Executing kernel having specific thread index

Hi,
I am having a large 1D array a. Then i have another 1D device array b which contains a list of specific thread indices of array a. I want to execute only those kernels having thread indices from array b. How can i achieve this without sacrificing on performance.
Note : size of array b is not small.

Thanks,

one possible approach: just launch the kernel and use the indices from array b in place of the ones you would normally use.

Suppose array b has length of len_b, and array a has length of len_a. Suppose the name of your kernel is my_kernel.

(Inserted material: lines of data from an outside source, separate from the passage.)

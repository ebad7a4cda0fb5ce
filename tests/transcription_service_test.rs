use std::collections::VecDeque;
use std::sync::{Arc, Mutex};
use std::time::Duration;

use async_trait::async_trait;
use bytes::Bytes;

use palaver::application::polling::PollingPolicy;
use palaver::application::ports::{
    ArtifactStore, ArtifactStoreError, TranscriptionBackend, TranscriptionBackendError,
    TranscriptionJobState,
};
use palaver::application::services::{TranscriptionError, TranscriptionService};
use palaver::domain::{MAX_UPLOAD_BYTES, MediaUpload, StoragePath};
use palaver::infrastructure::storage::InMemoryArtifactStore;

struct ScriptedTranscribe {
    states: Mutex<VecDeque<TranscriptionJobState>>,
    started: Mutex<Vec<String>>,
    deleted_jobs: Mutex<Vec<String>>,
    transcript: &'static str,
}

impl ScriptedTranscribe {
    fn new(states: Vec<TranscriptionJobState>, transcript: &'static str) -> Arc<Self> {
        Arc::new(Self {
            states: Mutex::new(states.into()),
            started: Mutex::new(Vec::new()),
            deleted_jobs: Mutex::new(Vec::new()),
            transcript,
        })
    }

    fn started_jobs(&self) -> Vec<String> {
        self.started.lock().unwrap().clone()
    }

    fn deleted_jobs(&self) -> Vec<String> {
        self.deleted_jobs.lock().unwrap().clone()
    }
}

#[async_trait]
impl TranscriptionBackend for ScriptedTranscribe {
    async fn start_job(
        &self,
        job_name: &str,
        _media_uri: &str,
        _media_format: &str,
        _language_code: &str,
    ) -> Result<(), TranscriptionBackendError> {
        self.started.lock().unwrap().push(job_name.to_string());
        Ok(())
    }

    async fn job_state(
        &self,
        _job_name: &str,
    ) -> Result<TranscriptionJobState, TranscriptionBackendError> {
        // Once the script runs out the job just stays pending.
        Ok(self
            .states
            .lock()
            .unwrap()
            .pop_front()
            .unwrap_or(TranscriptionJobState::Pending))
    }

    async fn fetch_transcript(
        &self,
        _transcript_uri: &str,
    ) -> Result<String, TranscriptionBackendError> {
        Ok(self.transcript.to_string())
    }

    async fn delete_job(&self, job_name: &str) -> Result<(), TranscriptionBackendError> {
        self.deleted_jobs.lock().unwrap().push(job_name.to_string());
        Ok(())
    }
}

/// Store whose uploads always fail, for exercising the staging error path.
struct FailingStore {
    delete_calls: Mutex<Vec<String>>,
}

impl FailingStore {
    fn new() -> Arc<Self> {
        Arc::new(Self {
            delete_calls: Mutex::new(Vec::new()),
        })
    }

    fn delete_calls(&self) -> usize {
        self.delete_calls.lock().unwrap().len()
    }
}

#[async_trait]
impl ArtifactStore for FailingStore {
    async fn store(
        &self,
        _path: &StoragePath,
        _payload: Bytes,
        _content_type: &str,
    ) -> Result<u64, ArtifactStoreError> {
        Err(ArtifactStoreError::UploadFailed("bucket unreachable".into()))
    }

    async fn fetch(&self, path: &StoragePath) -> Result<Vec<u8>, ArtifactStoreError> {
        Err(ArtifactStoreError::NotFound(path.as_str().to_string()))
    }

    async fn delete(&self, path: &StoragePath) -> Result<(), ArtifactStoreError> {
        self.delete_calls
            .lock()
            .unwrap()
            .push(path.as_str().to_string());
        Err(ArtifactStoreError::NotFound(path.as_str().to_string()))
    }

    fn uri(&self, path: &StoragePath) -> String {
        format!("mem://{}", path.as_str())
    }

    fn public_url(&self, path: &StoragePath) -> String {
        format!("https://artifacts.invalid/{}", path.as_str())
    }
}

fn quick_policy() -> PollingPolicy {
    PollingPolicy::new(
        Duration::from_millis(5),
        Duration::from_millis(10),
        Duration::from_millis(80),
    )
}

fn service(
    store: Arc<dyn ArtifactStore>,
    backend: Arc<ScriptedTranscribe>,
) -> TranscriptionService {
    TranscriptionService::new(store, backend, quick_policy(), "en-US".to_string())
}

fn audio_upload() -> MediaUpload {
    MediaUpload::new("recording.mp3", Bytes::from_static(b"fake audio bytes"))
}

#[tokio::test]
async fn given_job_fails_on_first_poll_then_failed_and_artifact_deleted_exactly_once() {
    let store = Arc::new(InMemoryArtifactStore::new());
    let backend = ScriptedTranscribe::new(
        vec![TranscriptionJobState::Failed {
            reason: "bad media".to_string(),
        }],
        "",
    );
    let service = service(store.clone(), backend.clone());

    let result = service.transcribe(audio_upload(), None).await;

    match result {
        Err(TranscriptionError::Failed(reason)) => assert!(reason.contains("bad media")),
        other => panic!("expected failure, got {:?}", other.map(|t| t.text)),
    }
    let stored = store.stored_paths();
    assert_eq!(stored.len(), 1);
    let path = StoragePath::from_raw(stored[0].clone());
    assert_eq!(store.delete_count(&path), 1);
    assert!(!store.contains(&path));
}

#[tokio::test]
async fn given_job_never_terminal_then_timeout_and_artifact_still_deleted() {
    let store = Arc::new(InMemoryArtifactStore::new());
    let backend = ScriptedTranscribe::new(Vec::new(), "");
    let service = service(store.clone(), backend.clone());

    let result = service.transcribe(audio_upload(), None).await;

    assert!(matches!(result, Err(TranscriptionError::TimedOut(_))));
    let stored = store.stored_paths();
    assert_eq!(stored.len(), 1);
    let path = StoragePath::from_raw(stored[0].clone());
    assert_eq!(store.delete_count(&path), 1);
}

#[tokio::test]
async fn given_successful_job_then_transcript_returned_and_everything_cleaned_up() {
    let store = Arc::new(InMemoryArtifactStore::new());
    let backend = ScriptedTranscribe::new(
        vec![
            TranscriptionJobState::Pending,
            TranscriptionJobState::Completed {
                transcript_uri: "https://transcripts.invalid/job.json".to_string(),
            },
        ],
        "hello world",
    );
    let service = service(store.clone(), backend.clone());

    let transcript = service.transcribe(audio_upload(), None).await.unwrap();

    assert_eq!(transcript.text, "hello world");
    assert!(transcript.job.poll_count >= 2);
    assert_eq!(store.object_count(), 0);
    assert_eq!(backend.deleted_jobs().len(), 1);
}

#[tokio::test]
async fn given_staging_failure_then_no_job_submitted_and_cleanup_attempted() {
    let store = FailingStore::new();
    let backend = ScriptedTranscribe::new(Vec::new(), "");
    let service = service(store.clone(), backend.clone());

    let result = service.transcribe(audio_upload(), None).await;

    assert!(matches!(result, Err(TranscriptionError::Staging(_))));
    assert!(backend.started_jobs().is_empty());
    assert!(store.delete_calls() >= 1);
}

#[tokio::test]
async fn given_unsupported_extension_then_rejected_before_staging() {
    let store = Arc::new(InMemoryArtifactStore::new());
    let backend = ScriptedTranscribe::new(Vec::new(), "");
    let service = service(store.clone(), backend.clone());

    let upload = MediaUpload::new("notes.txt", Bytes::from_static(b"not audio"));
    let result = service.transcribe(upload, None).await;

    assert!(matches!(result, Err(TranscriptionError::InvalidAudio(_))));
    assert!(store.stored_paths().is_empty());
    assert!(backend.started_jobs().is_empty());
}

#[tokio::test]
async fn given_oversized_audio_then_rejected_before_staging() {
    let store = Arc::new(InMemoryArtifactStore::new());
    let backend = ScriptedTranscribe::new(Vec::new(), "");
    let service = service(store.clone(), backend.clone());

    let upload = MediaUpload::new(
        "big.wav",
        Bytes::from(vec![0u8; (MAX_UPLOAD_BYTES + 1) as usize]),
    );
    let result = service.transcribe(upload, None).await;

    assert!(matches!(result, Err(TranscriptionError::InvalidAudio(_))));
    assert!(store.stored_paths().is_empty());
}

At the beginning of my_kernel you probably do something like this:

size_t idx = threadIdx.x+blockDim.x*blockIdx.x;  // calculate index
if (idx < len_a){
   float my_val = a[idx];  // retrieve value from a
    // do some work on the value from a
    }

Create a new kernel called my_kernel_b, at the beginning of it do:

size_t idx = threadIdx.x+blockDim.x*blockIdx.x;  // calculate index
if (idx < len_b){
    size_t b_idx = b[idx];
    if (b_idx < len_a){
        float my_val = a[b_idx];  // retrieve value from a
        // do some work on the value from a
   }
}

launch like:

my_kernel_b<<<(len_b+255)/256, 256>>>(...);

Is this every bit as efficient as the launch of my_kernel across the entire array a? No, it is not. If len_b is much smaller than len_a, and the values in b are arranged in sorted order, then the my_kernel_b launch should probably run faster than the equivalent my_kernel launch. However the my_kernel_b will still potentially be accessing data that is “scattered”. A way you could address this would be to reorganize your data (create a new array like a, where the indices in b are grouped together). I wouldn’t normally suggest that, but you may find that such a reorg/sort of the data does improve performance enough to offset the cost of the reorg/sort. Only testing can tell you whether that would be worth it. I would not expect it to be worth it in many cases.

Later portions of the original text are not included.